Holy crap a foot and a half in 3 days. Damn, that could be bad if that happens and we put it at 3.5


----------



## raftus (Jul 20, 2005)

From what I've heard above 6' is when the Selway gets really serious. Serious as in miles of continuous class IV to V- moves with very fast moving current. Serious as in if you swim plan on it going bad fast and the real possibility of losing your raft. I've been told to bring an extra everything - groover, firepan, kitchen, food, personal gear - on a second raft at flows above 7'. Apparently the crux section is from around Moose Creek and lasts for 7 or 8 miles. From what I've been told below about 5' it is still quality class IV but not too scary. 

Good TR at Selway River, Idaho


----------



## carvedog (May 11, 2005)

Tireman357 said:


> So my friend lucked out and drew for the Selway on the 2nd of July. Now we are looking at huge water. I have a few question, I was wondering if you guys can help.
> 
> #1 What is the highest water you would take a round boat down it ?
> 
> ...


1. Been down it at about six feet, twas 17.5k cfs at the bottom. I would do it again with more water, maybe up to 20K. 

2. The water fluctations we saw were about 6-8 inches per day. Higher. Every day. The edge of water stick we put in was almost always under water the next day. 

3. Not huge. Not sure what huge is to you. But it will be full and lush and gorgeous and a great medium full to medium rare level. 

4. Karen Kidd. If it's clear enough to fish the flow will be just right.


----------



## Tireman357 (Jun 3, 2011)

carvedog said:


> 1. Been down it at about six feet, twas 17.5k cfs at the bottom. I would do it again with more water, maybe up to 20K.
> 
> 2. The water fluctations we saw were about 6-8 inches per day. Higher. Every day. The edge of water stick we put in was almost always under water the next day.
> 
> ...


Nothing wrong with Medium rare.  

Thanks.


----------



## fiya79 (Feb 9, 2010)

bigger than murtaugh at 20k?

6' lochsa big?

bigger than staricase at 15K?

bigger than main salmon at 6'?

what is big?


----------



## lhowemt (Apr 5, 2007)

I've been told these comparisons. At high water the MF is like the Lochsa - 2'. So 6' on the MF is like 4' on the Lochsa, but with gear. Just having finished a trip at 6.5', I'd say that's close, maybe subtract a bit less.

On the Selway, I've been told it is quite comparable to the Lochsa, but with gear boats. So 6' on the Selway is like 6' on the Lochsa That might even be comparing the upper Lochsa, because while at 6' the Lower Lochsa starts to get a bit burly, it's pretty smooth and straightforward. The Moose Juice section is a lot more continuous than the Lower Lochsa so recovery is extremely difficult and this is another reason I'd compare it to the upper Lochsa. I've done the Lochsa up to 9', 7.5' on the upper, and only done the Selway at 2'. But it's a constant topic of discussion, esp on various river trips.

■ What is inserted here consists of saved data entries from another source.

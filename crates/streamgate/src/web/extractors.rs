//! Request extractors

use axum::{extract::FromRequestParts, http::request::Parts};
use uuid::Uuid;

/// Id minted by the logging middleware for one request
#[derive(Debug, Clone, PartialEq, Eq)]
pub struct RequestId(pub String);

impl RequestId {
    pub fn new() -> Self {
        Self(Uuid::new_v4().to_string())
    }
}

impl Default for RequestId {
    fn default() -> Self {
        Self::new()
    }
}

/// Who is asking, for the handler's log lines
#[derive(Debug, Clone)]
pub struct RequestContext {
    pub user_agent: Option<String>,
    pub real_ip: Option<String>,
    /// Same id as the request log; freshly minted when the middleware is absent
    pub request_id: String,
}

impl<S> FromRequestParts<S> for RequestContext
where
    S: Send + Sync,
{
    type Rejection = std::convert::Infallible;

    async fn from_request_parts(parts: &mut Parts, _state: &S) -> Result<Self, Self::Rejection> {
        let user_agent = parts
            .headers
            .get("user-agent")
            .and_then(|h| h.to_str().ok())
            .map(|s| s.to_string());

        let real_ip = parts
            .headers
            .get("x-real-ip")
            .or_else(|| parts.headers.get("x-forwarded-for"))
            .and_then(|h| h.to_str().ok())
            .map(|s| s.split(',').next().unwrap_or(s).trim().to_string());

        let request_id = parts
            .extensions
            .get::<RequestId>()
            .cloned()
            .unwrap_or_default()
            .0;

        Ok(Self {
            user_agent,
            real_ip,
            request_id,
        })
    }
}
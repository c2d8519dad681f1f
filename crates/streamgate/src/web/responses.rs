//! HTTP response types and utilities
//!
//! The `/stream` endpoint answers in plain text or raw manifest bytes, the way
//! the media service itself does. JSON is only used for operational endpoints.

use axum::{
    Json,
    http::{HeaderValue, StatusCode, header},
    response::{IntoResponse, Response},
};
use serde::{Deserialize, Serialize};

use crate::errors::GatewayError;
use crate::gateway::{HLS_CONTENT_TYPE, ManifestResponse};

/// Body returned for transport failures; the cause stays in the logs
pub const INTERNAL_ERROR_BODY: &str = "Internal Server Error";

/// JSON envelope for the operational endpoints
#[derive(Debug, Clone, Serialize, Deserialize)]
pub struct ApiResponse<T> {
    pub success: bool,
    pub data: T,
    /// Response timestamp
    pub timestamp: chrono::DateTime<chrono::Utc>,
}

impl<T> ApiResponse<T>
where
    T: Serialize,
{
    pub fn success(data: T) -> Self {
        Self {
            success: true,
            data,
            timestamp: chrono::Utc::now(),
        }
    }
}

impl<T> IntoResponse for ApiResponse<T>
where
    T: Serialize,
{
    fn into_response(self) -> Response {
        (StatusCode::OK, Json(self)).into_response()
    }
}

/// Service health payload
#[derive(Debug, Clone, Serialize, Deserialize)]
pub struct HealthResponse {
    pub status: String,
    pub version: String,
    pub uptime_seconds: i64,
    pub media_service_base: String,
}

impl IntoResponse for ManifestResponse {
    fn into_response(self) -> Response {
        (
            StatusCode::OK,
            [(header::CONTENT_TYPE, HeaderValue::from_static(HLS_CONTENT_TYPE))],
            self.body,
        )
            .into_response()
    }
}

impl IntoResponse for GatewayError {
    fn into_response(self) -> Response {
        let status = self.status_code();
        let body = match self {
            GatewayError::Unauthenticated => "Unauthorized".to_string(),
            GatewayError::InvalidRequest { message, .. } => message,
            GatewayError::Upstream { status_text, .. } => status_text,
            GatewayError::Transport(_) => INTERNAL_ERROR_BODY.to_string(),
        };

        (status, body).into_response()
    }
}
//! Authenticated manifest gateway
//!
//! A pure function of `(AuthContext, StreamQuery)`: authorize, validate,
//! compose the upstream URL, forward once, and hand back either the manifest
//! or a passthrough error. Nothing survives between requests.

pub mod request;
pub mod service;
pub mod upstream;

pub use request::{PlaybackRequest, StreamQuery};
pub use service::{ManifestResponse, StreamGateway};
pub use upstream::{
    HLS_CONTENT_TYPE, HttpManifestFetcher, ManifestFetcher, UpstreamManifestRequest,
    UpstreamResponse,
};
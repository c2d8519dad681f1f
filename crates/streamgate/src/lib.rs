pub mod auth;
pub mod config;
pub mod errors;
pub mod gateway;
pub mod playback;
pub mod web;
//! HTTP middleware

use axum::{
    extract::Request,
    http::{HeaderName, HeaderValue, Method, Uri},
    middleware::Next,
    response::Response,
};
use std::time::Instant;
use tracing::{info, warn};

use super::extractors::RequestId;

pub const REQUEST_ID_HEADER: HeaderName = HeaderName::from_static("x-request-id");

/// Request logging middleware
///
/// Logs all incoming requests with timing information. Query strings are
/// left out of the log line since they identify what a caller is watching.
/// The request id is handed to handlers through the request extensions and
/// echoed back in `x-request-id`.
pub async fn request_logging_middleware(
    method: Method,
    uri: Uri,
    mut request: Request,
    next: Next,
) -> Response {
    let start = Instant::now();
    let id = RequestId::new();
    let request_id = id.0.clone();
    request.extensions_mut().insert(id);
    let path = uri.path().to_string();

    info!(
        method = %method,
        path = %path,
        request_id = %request_id,
        "HTTP request started"
    );

    let mut response = next.run(request).await;
    if let Ok(value) = HeaderValue::from_str(&request_id) {
        response.headers_mut().insert(REQUEST_ID_HEADER, value);
    }
    let status = response.status().as_u16();
    let duration = start.elapsed();

    if status >= 400 {
        warn!(
            method = %method,
            path = %path,
            status = status,
            request_id = %request_id,
            duration_ms = duration.as_millis(),
            "HTTP request completed with error"
        );
    } else {
        info!(
            method = %method,
            path = %path,
            status = status,
            request_id = %request_id,
            duration_ms = duration.as_millis(),
            "HTTP request completed"
        );
    }

    response
}
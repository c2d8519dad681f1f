//! Capability surface between the controller and a playback engine

use serde::{Deserialize, Serialize};
use std::time::Duration;
use tokio::sync::mpsc;
use tracing::trace;

use crate::config::defaults::*;
use crate::config::duration_serde::duration;

use super::error::PlaybackError;
use super::session::SessionToken;
use super::sink::SinkHandle;
use super::strategy::PlaybackStrategy;

/// Fixed tuning handed to the adaptive engine
#[derive(Debug, Clone, PartialEq, Serialize, Deserialize)]
pub struct EngineConfig {
    /// Offload demuxing to a worker thread
    #[serde(default = "default_enable_worker")]
    pub enable_worker: bool,
    #[serde(default = "default_low_latency_mode")]
    pub low_latency_mode: bool,
    /// Already-played media kept behind the playhead
    #[serde(default = "default_back_buffer_length", with = "duration")]
    pub back_buffer_length: Duration,
    /// Target forward buffer
    #[serde(default = "default_max_buffer_length", with = "duration")]
    pub max_buffer_length: Duration,
    /// Ceiling the forward buffer may grow to
    #[serde(default = "default_max_max_buffer_length", with = "duration")]
    pub max_max_buffer_length: Duration,
    /// Forward buffer size limit in bytes
    #[serde(default = "default_max_buffer_size")]
    pub max_buffer_size: u64,
    /// Largest gap in buffered media that is jumped over
    #[serde(default = "default_max_buffer_hole", with = "duration")]
    pub max_buffer_hole: Duration,
    #[serde(default = "default_manifest_loading_timeout", with = "duration")]
    pub manifest_loading_timeout: Duration,
}

fn default_enable_worker() -> bool {
    DEFAULT_ENABLE_WORKER
}

fn default_low_latency_mode() -> bool {
    DEFAULT_LOW_LATENCY_MODE
}

fn default_back_buffer_length() -> Duration {
    Duration::from_secs(DEFAULT_BACK_BUFFER_SECONDS)
}

fn default_max_buffer_length() -> Duration {
    Duration::from_secs(DEFAULT_MAX_BUFFER_SECONDS)
}

fn default_max_max_buffer_length() -> Duration {
    Duration::from_secs(DEFAULT_MAX_MAX_BUFFER_SECONDS)
}

fn default_max_buffer_size() -> u64 {
    DEFAULT_MAX_BUFFER_SIZE
}

fn default_max_buffer_hole() -> Duration {
    Duration::from_millis(DEFAULT_MAX_BUFFER_HOLE_MILLIS)
}

fn default_manifest_loading_timeout() -> Duration {
    Duration::from_secs(DEFAULT_MANIFEST_LOADING_TIMEOUT_SECONDS)
}

impl Default for EngineConfig {
    fn default() -> Self {
        Self {
            enable_worker: default_enable_worker(),
            low_latency_mode: default_low_latency_mode(),
            back_buffer_length: default_back_buffer_length(),
            max_buffer_length: default_max_buffer_length(),
            max_max_buffer_length: default_max_max_buffer_length(),
            max_buffer_size: default_max_buffer_size(),
            max_buffer_hole: default_max_buffer_hole(),
            manifest_loading_timeout: default_manifest_loading_timeout(),
        }
    }
}

/// Something an engine observed
#[derive(Debug, Clone, PartialEq, Eq)]
pub enum EngineEvent {
    /// Manifest loaded and handed to the sink. `None` when the platform
    /// parses the manifest itself.
    ManifestLoaded { variant_count: Option<usize> },
    /// Media is flowing again
    FragmentBuffered,
    Error(PlaybackError),
}

/// An event stamped with the session that created the emitting engine
#[derive(Debug, Clone, PartialEq, Eq)]
pub struct TaggedEvent {
    pub token: SessionToken,
    pub event: EngineEvent,
}

/// The engine's only way to talk back to the controller.
///
/// Handed to the engine at creation; every event it sends carries the token
/// of that session, however late it arrives.
#[derive(Debug, Clone)]
pub struct EventEmitter {
    token: SessionToken,
    tx: mpsc::UnboundedSender<TaggedEvent>,
}

impl EventEmitter {
    pub fn new(token: SessionToken, tx: mpsc::UnboundedSender<TaggedEvent>) -> Self {
        Self { token, tx }
    }

    pub fn token(&self) -> SessionToken {
        self.token
    }

    pub fn emit(&self, event: EngineEvent) {
        if self
            .tx
            .send(TaggedEvent {
                token: self.token,
                event,
            })
            .is_err()
        {
            trace!(token = %self.token, "Controller gone, dropping engine event");
        }
    }

    pub fn error(&self, error: PlaybackError) {
        self.emit(EngineEvent::Error(error));
    }
}

/// A playback engine instance bound to at most one sink
pub trait StreamingEngine: Send {
    fn attach(&mut self, sink: SinkHandle);

    fn load(&mut self, source: &str);

    /// Try to get past a fatal media error without tearing down
    fn recover_media_error(&mut self);

    /// Stop all work. Events already in flight may still arrive.
    fn destroy(&mut self);
}

/// Creates the engine for a chosen strategy
pub trait EngineFactory {
    fn create(&self, strategy: PlaybackStrategy, emitter: EventEmitter)
    -> Box<dyn StreamingEngine>;
}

If you want endless comparisons of how big the Selway is, post on Idaho Whitewater and ask for comparisons at various levels.


----------



## BarryDingle (Mar 13, 2008)

June 30th here. Can't wait


----------



## Tireman357 (Jun 3, 2011)

BarryDingle said:


> June 30th here. Can't wait


OK well now we just need a July 1st and we are set.


----------



## Tireman357 (Jun 3, 2011)

fiya79 said:


> bigger than murtaugh at 20k?
> 
> 6' lochsa big?
> 
> ...


mm I have never done any of those. I have done the Middle fork, parts of the snake not hells though. CLackamas and a few others. I am in no way an expert. Although I love rafting I love the fishing more. I have a bad filling about this trip though. I think the water will be too high. 

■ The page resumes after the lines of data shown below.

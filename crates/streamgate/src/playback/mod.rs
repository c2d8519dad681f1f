//! Client-side playback session control.
//!
//! A [`PlaybackController`] owns at most one [`StreamingEngine`] bound to a
//! [`MediaSink`], classifies the errors that engine reports and applies a
//! bounded recovery policy, surfacing at most one [`TerminalReport`] per
//! session.

pub mod adapters;
pub mod controller;
pub mod engine;
pub mod error;
pub mod manifest;
pub mod session;
pub mod sink;
pub mod strategy;

pub use adapters::{DefaultEngineFactory, HlsEngine, NativeSourceEngine};
pub use controller::{PlaybackController, Settled};
pub use engine::{
    EngineConfig, EngineEvent, EngineFactory, EventEmitter, StreamingEngine, TaggedEvent,
};
pub use error::{ErrorCategory, PlaybackError, TerminalKind, TerminalReport};
pub use session::{PlaybackState, SessionToken};
pub use sink::{HeadlessSink, MediaSink, SinkHandle};
pub use strategy::{PlatformCapabilities, PlaybackStrategy};
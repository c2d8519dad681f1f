//! Session lifecycle, error classification and bounded recovery

use tokio::sync::mpsc;
use tracing::{debug, error, info, warn};

use super::engine::{EngineEvent, EngineFactory, EventEmitter, TaggedEvent};
use super::error::{ErrorCategory, PlaybackError, TerminalKind, TerminalReport};
use super::session::{PlaybackState, SessionToken, SessionTokenMint, StreamSession};
use super::sink::SinkHandle;
use super::strategy::{PlatformCapabilities, PlaybackStrategy};

/// Automatic recovery calls allowed per session for fatal media errors
const MAX_MEDIA_RECOVERIES: u32 = 1;

/// Where a session ended up after draining events
#[derive(Debug, Clone, PartialEq, Eq)]
pub enum Settled {
    Playing,
    Failed(TerminalReport),
    /// Nothing is running (never started, stopped, or already reported)
    Inactive,
}

/// Owns at most one engine and drives it through
/// `Idle -> Initializing -> Playing <-> Recovering -> Terminated`.
///
/// All methods take `&mut self`; engine events queue on an internal channel
/// and are applied one at a time by [`handle_event`](Self::handle_event).
pub struct PlaybackController<F: EngineFactory> {
    factory: F,
    capabilities: PlatformCapabilities,
    mint: SessionTokenMint,
    state: PlaybackState,
    current: Option<SessionToken>,
    session: Option<StreamSession>,
    tx: mpsc::UnboundedSender<TaggedEvent>,
    rx: mpsc::UnboundedReceiver<TaggedEvent>,
}

impl<F: EngineFactory> PlaybackController<F> {
    pub fn new(factory: F, capabilities: PlatformCapabilities) -> Self {
        let (tx, rx) = mpsc::unbounded_channel();
        Self {
            factory,
            capabilities,
            mint: SessionTokenMint::default(),
            state: PlaybackState::Idle,
            current: None,
            session: None,
            tx,
            rx,
        }
    }

    pub fn state(&self) -> PlaybackState {
        self.state
    }

    pub fn current_token(&self) -> Option<SessionToken> {
        self.current
    }

    pub fn strategy(&self) -> Option<PlaybackStrategy> {
        self.session.as_ref().map(|s| s.strategy)
    }

    /// Begin playing `source_url` on `sink`, replacing any live session.
    ///
    /// The previous engine is destroyed and its token retired before the new
    /// engine exists, so nothing it emits afterwards is acted upon.
    pub fn start(&mut self, sink: SinkHandle, source_url: &str) -> SessionToken {
        self.teardown("replaced");

        let token = self.mint.mint();
        self.current = Some(token);

        let strategy = PlaybackStrategy::select(sink.supports_native_hls(), self.capabilities);
        let emitter = EventEmitter::new(token, self.tx.clone());
        let mut engine = self.factory.create(strategy, emitter);

        info!(
            token = %token,
            sink = sink.id(),
            strategy = strategy.as_str(),
            "Starting playback session"
        );

        self.state = PlaybackState::Initializing;
        engine.attach(sink.clone());
        engine.load(source_url);

        self.session = Some(StreamSession {
            token,
            sink,
            engine,
            strategy,
            media_recoveries: 0,
        });
        token
    }

    /// Destroy the engine and release the sink. Idempotent.
    pub fn stop(&mut self) {
        if self.teardown("stopped") || self.state != PlaybackState::Idle {
            self.state = PlaybackState::Terminated;
        }
    }

    /// Apply one engine event. Returns the session's terminal report the one
    /// time it is produced.
    pub fn handle_event(&mut self, tagged: TaggedEvent) -> Option<TerminalReport> {
        if self.current != Some(tagged.token) {
            debug!(token = %tagged.token, current = ?self.current, "Ignoring stale engine event");
            return None;
        }
        if matches!(
            self.state,
            PlaybackState::Terminated | PlaybackState::Idle
        ) {
            debug!(token = %tagged.token, "Session already terminated, ignoring event");
            return None;
        }

        match tagged.event {
            EngineEvent::ManifestLoaded { variant_count } => {
                debug!(token = %tagged.token, ?variant_count, "Manifest loaded");
                if matches!(
                    self.state,
                    PlaybackState::Initializing | PlaybackState::Recovering
                ) {
                    self.state = PlaybackState::Playing;
                }
                None
            }
            EngineEvent::FragmentBuffered => {
                if self.state == PlaybackState::Recovering {
                    info!(token = %tagged.token, "Recovered from media error");
                    self.state = PlaybackState::Playing;
                }
                None
            }
            EngineEvent::Error(err) if !err.fatal => {
                debug!(token = %tagged.token, error = %err, "Non-fatal engine error");
                None
            }
            EngineEvent::Error(err) => self.apply_policy(tagged.token, err),
        }
    }

    /// Process queued events until the current session produces its terminal
    /// report. Resolves to `None` once no session is live.
    pub async fn next_report(&mut self) -> Option<TerminalReport> {
        loop {
            if !self.is_live() {
                return None;
            }
            let tagged = self.rx.recv().await?;
            if let Some(report) = self.handle_event(tagged) {
                return Some(report);
            }
        }
    }

    /// Process queued events until the session is playing or has ended.
    pub async fn settle(&mut self) -> Settled {
        loop {
            match self.state {
                PlaybackState::Playing => return Settled::Playing,
                PlaybackState::Idle | PlaybackState::Terminated => return Settled::Inactive,
                PlaybackState::Initializing | PlaybackState::Recovering => {}
            }
            let Some(tagged) = self.rx.recv().await else {
                return Settled::Inactive;
            };
            if let Some(report) = self.handle_event(tagged) {
                return Settled::Failed(report);
            }
        }
    }

    fn is_live(&self) -> bool {
        !matches!(
            self.state,
            PlaybackState::Idle | PlaybackState::Terminated
        )
    }

    fn apply_policy(&mut self, token: SessionToken, err: PlaybackError) -> Option<TerminalReport> {
        match err.category {
            ErrorCategory::Network if err.is_not_found() => {
                self.terminate(token, TerminalKind::NotFound, &err)
            }
            ErrorCategory::Network => self.terminate(token, TerminalKind::Network, &err),
            ErrorCategory::Media => {
                let session = self.session.as_mut()?;
                if session.media_recoveries < MAX_MEDIA_RECOVERIES {
                    session.media_recoveries += 1;
                    warn!(token = %token, error = %err, "Fatal media error, attempting recovery");
                    session.engine.recover_media_error();
                    self.state = PlaybackState::Recovering;
                    None
                } else {
                    self.terminate(token, TerminalKind::Playback, &err)
                }
            }
            ErrorCategory::Other => self.terminate(token, TerminalKind::Generic, &err),
        }
    }

    fn terminate(
        &mut self,
        token: SessionToken,
        kind: TerminalKind,
        err: &PlaybackError,
    ) -> Option<TerminalReport> {
        error!(token = %token, error = %err, "Playback session failed: {}", kind.message());
        self.teardown("terminal error");
        self.state = PlaybackState::Terminated;
        Some(TerminalReport {
            token,
            kind,
            upstream_status: err.upstream_status,
        })
    }

    /// The only place engines are destroyed. Returns whether a session existed.
    fn teardown(&mut self, reason: &str) -> bool {
        let Some(mut session) = self.session.take() else {
            return false;
        };
        debug!(token = %session.token, sink = session.sink.id(), reason, "Destroying engine");
        session.engine.destroy();
        session.sink.release();
        true
    }
}

impl<F: EngineFactory> Drop for PlaybackController<F> {
    fn drop(&mut self) {
        self.teardown("controller dropped");
    }
}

On the upside I am a adrenaline freak. I went down the Middle fork last year an was worried ?? I would float that thing in my 9' toon. Don't get me wrong loved the trip. Best one in my life. Anyways it sound like this river is going to be huge. I am an information freak so I like to do as much as I can, to find out as much as I can. Thanks for all the info.


----------



## wildh2onriver (Jul 21, 2009)

I've only done two complete trips and one where I decided to fly out at Moose. The trip at 3.5 was challenging, but very fun and not too stressful. At 6' it was very big but doable as I followed a very experienced Selway veteran, and ran it conservatively.

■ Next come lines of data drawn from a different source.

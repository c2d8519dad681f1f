//! Error type definitions for streamgate

use axum::http::StatusCode;
use thiserror::Error;

/// Top-level application error type
///
/// Covers everything that can go wrong before the server is serving requests.
#[derive(Error, Debug)]
pub enum AppError {
    /// Configuration could not be extracted from its sources
    #[error("Configuration error: {0}")]
    ConfigSource(#[from] Box<figment::Error>),

    /// Configuration was loaded but failed validation
    #[error("Configuration error: {message}")]
    Configuration { message: String },

    /// Filesystem errors while reading or writing configuration
    #[error("I/O error: {0}")]
    Io(#[from] std::io::Error),

    /// Default configuration could not be serialized
    #[error("Serialization error: {0}")]
    Serialization(#[from] toml::ser::Error),

    /// HTTP client construction errors
    #[error("HTTP client error: {0}")]
    Http(#[from] reqwest::Error),
}

/// Failures of a single manifest request
///
/// Every variant is terminal for the request; the gateway never retries.
#[derive(Error, Debug)]
pub enum GatewayError {
    /// No bearer credential could be resolved for the caller
    #[error("Unauthorized")]
    Unauthenticated,

    /// The request is missing `filmId` or carries a malformed parameter
    #[error("Invalid request: {field} - {message}")]
    InvalidRequest { field: String, message: String },

    /// The media service answered with a non-success status
    #[error("Upstream error: {status} {status_text}")]
    Upstream {
        status: StatusCode,
        status_text: String,
    },

    /// The media service could not be reached
    #[error("Transport error: {0}")]
    Transport(#[from] TransportError),
}

/// Failures talking to the upstream media service
#[derive(Error, Debug)]
pub enum TransportError {
    /// The composed upstream URL is not valid
    #[error("Invalid upstream URL: {0}")]
    InvalidUrl(#[from] url::ParseError),

    /// No response within the configured upstream timeout
    #[error("Upstream request timed out: {url}")]
    Timeout { url: String },

    /// Connection could not be established or was reset
    #[error("Failed to connect to upstream {url}: {message}")]
    Connect { url: String, message: String },

    /// Response body could not be read
    #[error("Failed to read upstream body from {url}: {message}")]
    Body { url: String, message: String },
}

impl AppError {
    /// Create a configuration validation error
    pub fn configuration<S: Into<String>>(message: S) -> Self {
        Self::Configuration {
            message: message.into(),
        }
    }
}

impl From<figment::Error> for AppError {
    fn from(error: figment::Error) -> Self {
        Self::ConfigSource(Box::new(error))
    }
}

impl GatewayError {
    /// Create an invalid request error for a query parameter
    pub fn invalid_request<F: Into<String>, M: Into<String>>(field: F, message: M) -> Self {
        Self::InvalidRequest {
            field: field.into(),
            message: message.into(),
        }
    }

    /// HTTP status this error is surfaced with
    pub fn status_code(&self) -> StatusCode {
        match self {
            Self::Unauthenticated => StatusCode::UNAUTHORIZED,
            Self::InvalidRequest { .. } => StatusCode::BAD_REQUEST,
            Self::Upstream { status, .. } => *status,
            Self::Transport(_) => StatusCode::INTERNAL_SERVER_ERROR,
        }
    }
}

impl TransportError {
    /// Classify a reqwest failure for the given upstream URL
    pub fn from_reqwest(url: &str, error: reqwest::Error) -> Self {
        if error.is_timeout() {
            Self::Timeout {
                url: url.to_string(),
            }
        } else if error.is_body() || error.is_decode() {
            Self::Body {
                url: url.to_string(),
                message: error.to_string(),
            }
        } else {
            Self::Connect {
                url: url.to_string(),
                message: error.to_string(),
            }
        }
    }
}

At 7.5 the river was the most consequential run I had ever seen--personally. We only had two boats and the other boatman was not in shape and healthy enough for a potentially long swim below Moose. Not a safe scenario for all of us. I watched two of six boats flip at Double Drop with swimmers on both sides resulting in folks hiking the trail for many miles to camp. One of the boats ended up being pulled over on the Clearwater below Selway Falls.

Flying out at the guard station with the class 5 portage was the right decision for our group I really believe. The two trips after were amazing--I will be back up there.


----------



## tomyj (Apr 17, 2011)

going here in six days!


----------



## GoodTimes (Mar 9, 2006)

I had a June 8th......and cancelled it today if anyone is willing to run the Selway at over 25k at Lowell. It's hovering around 5' and temps will be warmer this weekend....projected flows for next week are well over 20k and possibly approaching 30k at Lowell......


----------



## idaho_h2o (May 5, 2005)

^^^Somebody should hop on that. Did it at somewhere around 30k at Lowell probably 10 years ago. It is a kick in the pants and highly recommended, only took us 4 hours top to bottom on the river. Tons of people flying and hiking out at Moose, mostly all round boaters. I personally wouldn't take a raft at that flow but cats or kayaks are game on.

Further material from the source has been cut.